Ann G. Macfarlane is a Professional Registered Parliamentarian. She offers an interactive and user-friendly way to master the key points for effective, efficient and fair meetings. Her background as a diplomat and Russian translator enables her to connect with elected officials and nonprofit board directors and give them the tools they need for success. She is the author of Mastering Council Meetings: A guidebook for elected officials and local governments.


  1. Joe on March 27, 2018 at 1:16 pm


    Thanks for these guidelines. They’re equally helpful on both sides of the dais. I’m certainly going to start calling out boardmembers who are, “Demonstrating lack of interest in what the public is saying.”

    We already talked about minutes. So moving upward and onward, as to, “The council has the right to set limits on what subjects may be addressed, how long public comment will be, and how many times people may speak. All such limits must be viewpoint neutral: they must not favor one point of view over another.”

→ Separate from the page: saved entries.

//! Configuration file handling.
//!
//! This module handles loading and merging configuration from
//! `.pmagents.toml` files.

use anyhow::{Context, Result};
use serde::{Deserialize, Serialize};
use std::path::{Path, PathBuf};

/// Name of the config file looked up in the working directory.
pub const DEFAULT_CONFIG_FILE: &str = ".pmagents.toml";

/// Root configuration structure.
#[derive(Debug, Clone, Default, Serialize, Deserialize)]
pub struct Config {
    /// General settings.
    #[serde(default)]
    pub general: GeneralConfig,

    /// Where the tools find their inputs.
    #[serde(default)]
    pub paths: PathsConfig,

    /// Task dispatcher settings.
    #[serde(default)]
    pub pm: PmConfig,

    /// Note generator settings.
    #[serde(default)]
    pub generator: GeneratorConfig,

    /// Trend insight thresholds.
    #[serde(default)]
    pub insights: InsightThresholds,
}

/// General application settings.
#[derive(Debug, Clone, Default, Serialize, Deserialize)]
pub struct GeneralConfig {
    /// Enable verbose logging by default.
    #[serde(default)]
    pub verbose: bool,
}

/// Root directories of the data the tools work on.
#[derive(Debug, Clone, Serialize, Deserialize)]
pub struct PathsConfig {
    /// Checkout holding issue snapshots and collection configs.
    #[serde(default = "default_github_pm_root")]
    pub github_pm_root: PathBuf,

    /// Checkout holding `prompts/` and `output/` for note generation.
    #[serde(default = "default_synthetic_notes_root")]
    pub synthetic_notes_root: PathBuf,

    /// Issue export read by the static reporter.
    #[serde(default = "default_issues_export")]
    pub issues_export: PathBuf,
}

impl Default for PathsConfig {
    fn default() -> Self {
        Self {
            github_pm_root: default_github_pm_root(),
            synthetic_notes_root: default_synthetic_notes_root(),
            issues_export: default_issues_export(),
        }
    }
}

fn workspace_dir() -> PathBuf {
    dirs::home_dir().unwrap_or_default().join("workspace")
}

fn default_github_pm_root() -> PathBuf {
    workspace_dir().join("github-pm")
}

fn default_synthetic_notes_root() -> PathBuf {
    workspace_dir().join("synthetic-notes")
}

fn default_issues_export() -> PathBuf {
    PathBuf::from("dat/github-issues-export.json")
}

/// Locations relative to `github_pm_root` and the GitHub endpoint.
#[derive(Debug, Clone, Serialize, Deserialize)]
pub struct PmConfig {
    /// Directory containing one folder per snapshot.
    #[serde(default = "default_data_dir")]
    pub data_dir: PathBuf,

    /// Repository list read by the daily activity task.
    #[serde(default = "default_collection_config")]
    pub activity_config: PathBuf,

    /// Filter rules read by the repository sync task.
    #[serde(default = "default_filters_file")]
    pub filters_file: PathBuf,

    /// Where a non-dry-run sync writes the repository list.
    #[serde(default = "default_collection_config")]
    pub output_config: PathBuf,

    /// GitHub REST API base URL.
    #[serde(default = "default_github_api_url")]
    pub github_api_url: String,

    /// HTTP timeout for GitHub requests.
    #[serde(default = "default_pm_timeout")]
    pub timeout_seconds: u64,
}

impl Default for PmConfig {
    fn default() -> Self {
        Self {
            data_dir: default_data_dir(),
            activity_config: default_collection_config(),
            filters_file: default_filters_file(),
            output_config: default_collection_config(),
            github_api_url: default_github_api_url(),
            timeout_seconds: default_pm_timeout(),
        }
    }
}

fn default_data_dir() -> PathBuf {
    PathBuf::from("data")
}

fn default_collection_config() -> PathBuf {
    PathBuf::from("config/collection/production.yaml")
}

fn default_filters_file() -> PathBuf {
    PathBuf::from("config/collection/repo_filters.yaml")
}

fn default_github_api_url() -> String {
    "https://api.github.com".to_string()
}

fn default_pm_timeout() -> u64 {
    60
}

/// Text-generation API settings.
#[derive(Debug, Clone, Serialize, Deserialize)]
pub struct GeneratorConfig {
    /// Model identifier sent with each request.
    #[serde(default = "default_model")]
    pub model: String,

    /// Messages API base URL.
    #[serde(default = "default_api_url")]
    pub api_url: String,

    /// Maximum tokens per response.
    #[serde(default = "default_max_tokens")]
    pub max_tokens: u32,

    /// Request timeout in seconds.
    #[serde(default = "default_generator_timeout")]
    pub timeout_seconds: u64,

    /// USD per million input tokens.
    #[serde(default = "default_price_input")]
    pub price_per_million_input: f64,

    /// USD per million output tokens.
    #[serde(default = "default_price_output")]
    pub price_per_million_output: f64,

    /// Token separating notes in a response.
    #[serde(default = "default_delimiter")]
    pub delimiter: String,
}

impl Default for GeneratorConfig {
    fn default() -> Self {
        Self {
            model: default_model(),
            api_url: default_api_url(),
            max_tokens: default_max_tokens(),
            timeout_seconds: default_generator_timeout(),
            price_per_million_input: default_price_input(),
            price_per_million_output: default_price_output(),
            delimiter: default_delimiter(),
        }
    }
}

fn default_model() -> String {
    "claude-opus-4-1-20250805".to_string()
}

fn default_api_url() -> String {
    "https://api.anthropic.com".to_string()
}

fn default_max_tokens() -> u32 {
    8000
}

fn default_generator_timeout() -> u64 {
    600
}

fn default_price_input() -> f64 {
    15.0
}

fn default_price_output() -> f64 {
    75.0
}

fn default_delimiter() -> String {
    "---NEXT NOTE---".to_string()
}

/// Thresholds for the heuristic trend insights.
#[derive(Debug, Clone, Copy, PartialEq, Serialize, Deserialize)]
pub struct InsightThresholds {
    /// Minimum count for a transition pair to be called out.
    #[serde(default = "default_transition_threshold")]
    pub transition_threshold: usize,

    /// Minimum increase in a repository's closed count.
    #[serde(default = "default_closed_spike_threshold")]
    pub closed_spike_threshold: usize,

    /// Minimum net growth or shrink of the backlog.
    #[serde(default = "default_net_change_threshold")]
    pub net_change_threshold: usize,

    /// Minimum number of reopened issues.
    #[serde(default = "default_reopened_threshold")]
    pub reopened_threshold: usize,

    /// Minimum increase in `Blocked` issues.
    #[serde(default = "default_blocked_increase_threshold")]
    pub blocked_increase_threshold: usize,
}

impl Default for InsightThresholds {
    fn default() -> Self {
        Self {
            transition_threshold: default_transition_threshold(),
            closed_spike_threshold: default_closed_spike_threshold(),
            net_change_threshold: default_net_change_threshold(),
            reopened_threshold: default_reopened_threshold(),
            blocked_increase_threshold: default_blocked_increase_threshold(),
        }
    }
}

fn default_transition_threshold() -> usize {
    3
}

fn default_closed_spike_threshold() -> usize {
    5
}

fn default_net_change_threshold() -> usize {
    5
}

fn default_reopened_threshold() -> usize {
    2
}

fn default_blocked_increase_threshold() -> usize {
    2
}

/// Expand a leading `~` to the home directory.
pub fn expand_home(path: &Path) -> PathBuf {
    match path.strip_prefix("~") {
        Ok(rest) => match dirs::home_dir() {
            Some(home) => home.join(rest),
            None => path.to_path_buf(),
        },
        Err(_) => path.to_path_buf(),
    }
}

impl Config {
    /// Load configuration from a file path.
    pub fn load(path: &Path) -> Result<Self> {
        let content = std::fs::read_to_string(path)
            .with_context(|| format!("Failed to read config file: {}", path.display()))?;

        let mut config: Config = toml::from_str(&content)
            .with_context(|| format!("Failed to parse config file: {}", path.display()))?;
        config.expand_paths();

        Ok(config)
    }

    /// Try to load configuration from the default location.
    ///
    /// Returns `Ok(None)` if the file doesn't exist, `Err` if it exists but can't be parsed.
    pub fn load_default() -> Result<Option<Self>> {
        let default_path = Path::new(DEFAULT_CONFIG_FILE);

        if default_path.exists() {
            Ok(Some(Self::load(default_path)?))
        } else {
            Ok(None)
        }
    }

    fn expand_paths(&mut self) {
        self.paths.github_pm_root = expand_home(&self.paths.github_pm_root);
        self.paths.synthetic_notes_root = expand_home(&self.paths.synthetic_notes_root);
        self.paths.issues_export = expand_home(&self.paths.issues_export);
    }

    /// Merge this configuration with CLI arguments.
    ///
    /// CLI arguments take precedence over config file settings.
    pub fn merge_with_args(&mut self, args: &crate::cli::Args) {
        if let Some(ref root) = args.github_pm_root {
            self.paths.github_pm_root = expand_home(root);
        }
        if let Some(ref root) = args.notes_root {
            self.paths.synthetic_notes_root = expand_home(root);
        }
        if let Some(ref model) = args.model {
            self.generator.model = model.clone();
        }
        if args.verbose {
            self.general.verbose = true;
        }
    }

    /// Generate a default configuration file content.
    pub fn default_toml() -> String {
        let config = Config::default();
        toml::to_string_pretty(&config).unwrap_or_else(|_| String::new())
    }
}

    I wish you said something more specific like what some are doing about restricting to agenda topics. That’s something I support – restricting public comment to what’s on the agenda saves time & money – and shows respect to the taxpaying citizens who made a sacrifice in time and money to attend to give quality public input.

    I’d also love to see transit boardmembers have some, “other channels to connect with your public” that are truly meaningful like a coffee or a Town Hall. A webform or “e-mail the Board” isn’t sufficient methinks.

    But otherwise, thank you again. Clearly you put a lot of time and effort into this. You’re a timeless resource.


    • Ann Macfarlane on March 27, 2018 at 6:59 pm

      Joe, I’m happy to know that you find these guidelines helpful. Yes, we’ve invested quite a bit of time and thought in this project, as there isn’t anything else out there on this topic, as far as I can see.

      I agree completely about limiting comment to agenda topics! We’ll keep that in mind for the second edition!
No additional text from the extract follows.